Molecular breeding for rust resistance in wheat genotypes

• Published in: Molecular biology reports Vol. 48; no. 1; pp. 731 - 742
• Main Authors: Elshafei, Adel A., Motawei, Mohamed I., Esmail, Ramadan M., Al-Doss, Abdullah A., Hussien, Amal M., Ibrahim, Eid I., Amer, Mohamed A.
• Format: Journal Article
• Language: English
• Published: Dordrecht Springer Netherlands 2021; Springer Nature B.V
• Subjects: Animal Anatomy; Animal Biochemistry; Basidiomycota - immunology; Basidiomycota - pathogenicity; Biomedical and Life Sciences; Chromosome Mapping; Chromosomes, Plant - chemistry; Chromosomes, Plant - metabolism; Crop production; Cultivars; Disease; Disease resistance; Disease Resistance - genetics; Foliar diseases; Genetic Linkage; Genetic Markers; Genotype; Genotypes; Germplasm; Histology; Leaf rust; Life Sciences; Morphology; Plant breeding; Plant Breeding - methods; Plant Diseases - genetics; Plant Diseases - immunology; Plant Diseases - microbiology; Plant Leaves - classification; Plant Leaves - genetics; Plant Leaves - immunology; Plant Leaves - microbiology; Quantitative Trait Loci; Review; Stem rust; Stripe rust; Triticum - classification; Triticum - genetics; Triticum - immunology; Triticum - microbiology; Rust resistance; QTL; Molecular markers; SNP; Wheat genotypes
• ISSN: 0301-4851; 1573-4978
• DOI: 10.1007/s11033-020-06015-z

Rusts are a group of major diseases that have an adverse effect on crop production.
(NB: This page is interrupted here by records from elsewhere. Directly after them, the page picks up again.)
// Hive Atoms: Constants
//
// All named constants for the crate live here. Collecting them in one place
// eliminates magic numbers scattered across modules and makes tuning the
// runtime a one-file change.

// ── Heartbeat & supervision ─────────────────────────────────────────────
// The daemon touches `heartbeat` every HEARTBEAT_INTERVAL_SECS. The
// supervisor treats a heartbeat older than HEARTBEAT_STALE_FACTOR times
// that interval as evidence the daemon crashed or hung.
pub const HEARTBEAT_INTERVAL_SECS: u64 = 30;
pub const HEARTBEAT_STALE_SECS: u64 = 90;
pub const SUPERVISOR_POLL_INTERVAL_SECS: u64 = 60;
pub const SUPERVISOR_SIGTERM_GRACE_SECS: u64 = 5;

// ── Orchestrator ─────────────────────────────────────────────────────────
pub const MAX_TOOL_ROUNDS: u32 = 4;
pub const FIRST_TOKEN_TIMEOUT_SECS: u64 = 30;
pub const CHAT_HISTORY_LOAD_LIMIT: i64 = 80;

// ── Resilience ───────────────────────────────────────────────────────────
// base=2s doubling per attempt, matching the literal `retry_transient(op,
// max_attempts=2, backoff=2s)` parameters.
pub const MAX_RETRY_ATTEMPTS: u32 = 2;
pub const RETRY_BASE_DELAY_MS: u64 = 2_000;
pub const RETRY_MAX_DELAY_MS: u64 = 30_000;

// ── Prompt assembly ──────────────────────────────────────────────────────
// Words, not tokens — cheap to count, conservative enough to stay well
// under any provider's context window for the system prompt alone.
pub const PROMPT_WORD_BUDGET: usize = 4000;
pub const EPISODE_RECALL_LIMIT: usize = 8;

// ── Passive memory ───────────────────────────────────────────────────────
pub const EPISODE_CONTENT_MAX_CHARS: usize = 2000;
pub const CRYSTALLIZATION_EVERY_N_CONVERSATIONS: u64 = 10;
pub const CRYSTALLIZATION_RECENCY_WINDOW_DAYS: i64 = 7;
pub const CRYSTALLIZATION_MAX_EPISODES: usize = 10;
// Two fact strings are considered duplicates if they share at least this
// many tokens, capped by the shorter string's own token count.
pub const FACT_DEDUP_MIN_SHARED_TOKENS: usize = 2;

// ── Task worker ───────────────────────────────────────────────────────────
pub const TASK_POLL_INTERVAL_SECS: u64 = 10;

// ── Prompt auto-update ────────────────────────────────────────────────────
pub const PROMPT_AUTOUPDATE_INTERVAL_SECS: u64 = 24 * 60 * 60;

// ── Log rotation ──────────────────────────────────────────────────────────
pub const LOG_MAX_BYTES: u64 = 10 * 1024 * 1024;
pub const LOG_MAX_BACKUPS: usize = 3;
Those targeting wheat are found in three principal forms: leaf, stripe, and stem rust. Leaf rust causes foliar disease in wheat; in Egypt, this causes a significant annual yield loss. The deployment of resistant genotypes has proved to be a relatively economical and environmentally sustainable method of controlling the disease. Gene pyramiding can be performed using traditional breeding techniques. Additionally, pathotypes can be introduced to examine specific leaf rust genes, or the breeder may conduct more complex breeding methods. Indirect selection via DNA markers linked to resistance genes may facilitate the transfer of targeted genes, either individually or in combination, even in a disease-free environment. The use of selective crosses to counter virulent races of leaf, stripe, and stem rust has resulted in the transfer of several resistance genes into new wheat germplasm from cultivated or wild species. Quantitative trait locus (QTL) technology has been adopted in a wide variety of novel approaches and is becoming increasingly recognized in wheat breeding. Moreover, several researchers have reported the transference of leaf and stripe rust resistance genes into susceptible wheat cultivars.